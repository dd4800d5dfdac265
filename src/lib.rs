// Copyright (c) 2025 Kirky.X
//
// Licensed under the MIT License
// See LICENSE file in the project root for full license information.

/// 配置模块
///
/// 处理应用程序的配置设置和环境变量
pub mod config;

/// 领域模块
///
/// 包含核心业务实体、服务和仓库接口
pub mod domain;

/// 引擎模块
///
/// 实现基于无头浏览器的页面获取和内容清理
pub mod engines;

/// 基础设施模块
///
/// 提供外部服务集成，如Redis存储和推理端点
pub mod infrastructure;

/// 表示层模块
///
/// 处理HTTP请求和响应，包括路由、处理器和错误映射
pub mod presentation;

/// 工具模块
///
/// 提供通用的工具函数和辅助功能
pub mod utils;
* * *
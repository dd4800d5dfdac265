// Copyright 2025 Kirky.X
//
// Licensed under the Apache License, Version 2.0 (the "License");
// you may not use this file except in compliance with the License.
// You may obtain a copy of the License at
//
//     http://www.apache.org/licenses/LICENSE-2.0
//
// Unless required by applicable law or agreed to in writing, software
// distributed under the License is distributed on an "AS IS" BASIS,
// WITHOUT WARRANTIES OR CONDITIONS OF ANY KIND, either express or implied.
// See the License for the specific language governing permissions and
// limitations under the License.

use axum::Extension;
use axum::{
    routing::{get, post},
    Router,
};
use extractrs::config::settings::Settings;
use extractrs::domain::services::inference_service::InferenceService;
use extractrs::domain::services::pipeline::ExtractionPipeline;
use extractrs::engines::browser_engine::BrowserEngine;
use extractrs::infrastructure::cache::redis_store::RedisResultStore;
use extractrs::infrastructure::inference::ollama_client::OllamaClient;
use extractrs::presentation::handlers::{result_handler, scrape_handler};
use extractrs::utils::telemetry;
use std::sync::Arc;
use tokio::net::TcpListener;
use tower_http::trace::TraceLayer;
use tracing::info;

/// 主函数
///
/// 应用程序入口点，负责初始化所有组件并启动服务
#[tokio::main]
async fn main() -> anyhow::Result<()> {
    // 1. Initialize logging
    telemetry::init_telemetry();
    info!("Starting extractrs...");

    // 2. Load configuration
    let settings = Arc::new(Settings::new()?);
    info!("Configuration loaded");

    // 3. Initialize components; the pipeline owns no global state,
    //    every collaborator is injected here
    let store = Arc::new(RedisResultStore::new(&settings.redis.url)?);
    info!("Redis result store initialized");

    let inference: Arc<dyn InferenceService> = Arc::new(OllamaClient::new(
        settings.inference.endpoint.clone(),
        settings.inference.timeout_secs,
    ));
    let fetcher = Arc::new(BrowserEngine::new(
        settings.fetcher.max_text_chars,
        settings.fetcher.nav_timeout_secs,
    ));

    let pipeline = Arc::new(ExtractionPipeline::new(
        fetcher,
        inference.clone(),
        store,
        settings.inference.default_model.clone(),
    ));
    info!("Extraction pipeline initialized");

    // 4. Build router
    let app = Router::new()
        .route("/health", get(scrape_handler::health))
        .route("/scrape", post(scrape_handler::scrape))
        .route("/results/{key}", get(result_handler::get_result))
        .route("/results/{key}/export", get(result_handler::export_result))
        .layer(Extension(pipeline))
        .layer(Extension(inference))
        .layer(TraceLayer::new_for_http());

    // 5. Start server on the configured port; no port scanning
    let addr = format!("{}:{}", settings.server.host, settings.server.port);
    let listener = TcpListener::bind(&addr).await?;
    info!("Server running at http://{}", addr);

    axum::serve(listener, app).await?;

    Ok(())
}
* * *
> _What you need to do_: Your answer should consist solely of the lines above from the line with "in writing, software" to the line with "use extractrs::engines::browser_engine::BrowserEngine;", both included, reproduced exactly.

> _The answer_:
// Unless required by applicable law or agreed to in writing, software
// distributed under the License is distributed on an "AS IS" BASIS,
// WITHOUT WARRANTIES OR CONDITIONS OF ANY KIND, either express or implied.
// See the License for the specific language governing permissions and
// limitations under the License.

use axum::Extension;
use axum::{
    routing::{get, post},
    Router,
};
use extractrs::config::settings::Settings;
use extractrs::domain::services::inference_service::InferenceService;
use extractrs::domain::services::pipeline::ExtractionPipeline;
use extractrs::engines::browser_engine::BrowserEngine;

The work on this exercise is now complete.